Andersson announced that Sweden would apply for NATO membership on 16 May 2022, in coordination with neighboring Finland's application. On 17 May 2022, Ann Linde, Sweden's foreign minister, signed Sweden's application to join NATO. The following day, both countries' applications were formally submitted to NATO Secretary General Jens Stoltenberg.

The European Union announced its support for Finland and Sweden's NATO membership.

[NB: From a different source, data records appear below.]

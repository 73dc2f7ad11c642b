use crate::db::pool::DbPool;
use crate::utils::colors::{CYAN, GREEN, GREY, RESET, YELLOW};
use crate::utils::time::parse_timestamp;
use rusqlite::OptionalExtension;
use std::fs;

fn count(pool: &DbPool, table: &str) -> rusqlite::Result<i64> {
    pool.conn
        .query_row(&format!("SELECT COUNT(*) FROM {table}"), [], |row| row.get(0))
}

pub fn print_db_info(pool: &DbPool, db_path: &str) -> rusqlite::Result<()> {
    println!();

    //
    // 1) FILE SIZE
    //
    let file_size = fs::metadata(db_path).map(|m| m.len()).unwrap_or(0);
    let file_mb = (file_size as f64) / (1024.0 * 1024.0);

    println!("{}• File:{} {}{}{}", CYAN, RESET, YELLOW, db_path, RESET);
    println!("{}• Size:{} {:.2} MB", CYAN, RESET, file_mb);

    //
    // 2) ROW COUNTS
    //
    for (label, table) in [
        ("Shifts", "shifts"),
        ("Shift types", "shift_types"),
        ("Angel types", "angel_types"),
        ("Requirements", "needed_angel_types"),
        ("Assignments", "shift_entries"),
        ("Log entries", "log_entries"),
    ] {
        let n = count(pool, table)?;
        println!("{}• {}:{} {}{}{}", CYAN, label, RESET, GREEN, n, RESET);
    }

    //
    // 3) SCHEDULE RANGE
    //
    let first: Option<String> = pool
        .conn
        .query_row("SELECT MIN(start) FROM shifts", [], |row| row.get(0))
        .optional()?
        .flatten();
    let last: Option<String> = pool
        .conn
        .query_row(r#"SELECT MAX("end") FROM shifts"#, [], |row| row.get(0))
        .optional()?
        .flatten();

    let fmt = |v: &Option<String>| v.clone().unwrap_or_else(|| format!("{GREY}--{RESET}"));

    println!("{}• Schedule:{}", CYAN, RESET);
    println!("    from: {}", fmt(&first));
    println!("    to:   {}", fmt(&last));

    //
    // 4) AVERAGE SHIFTS/DAY
    //
    if let (Some(f), Some(l)) = (&first, &last)
        && let (Ok(d1), Ok(d2)) = (parse_timestamp(f), parse_timestamp(l))
    {
        let days = (d2.date() - d1.date()).num_days().max(1);
        let shifts = count(pool, "shifts")?;
        println!(
            "{}• Average shifts/day:{} {:.2}",
            CYAN,
            RESET,
            shifts as f64 / days as f64
        );
    }

    println!();
    Ok(())
}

Croatia's president Zoran Milanović stated that his country should block ratification of Sweden's accession until electoral reform measures are implemented in neighbouring Bosnia and Herzegovina, though the Foreign Minister expressed the government's support for any application. On 28 April 2022, Croatian Foreign Minister Gordan Grlić-Radman announced that Croatia supports Finland and Sweden's applications for membership in NATO. In May 2022, various governments (including those of Albania, Portugal, and the United Kingdom) and their leaders (including the presidents of France and the United States) announced support for both countries' applications.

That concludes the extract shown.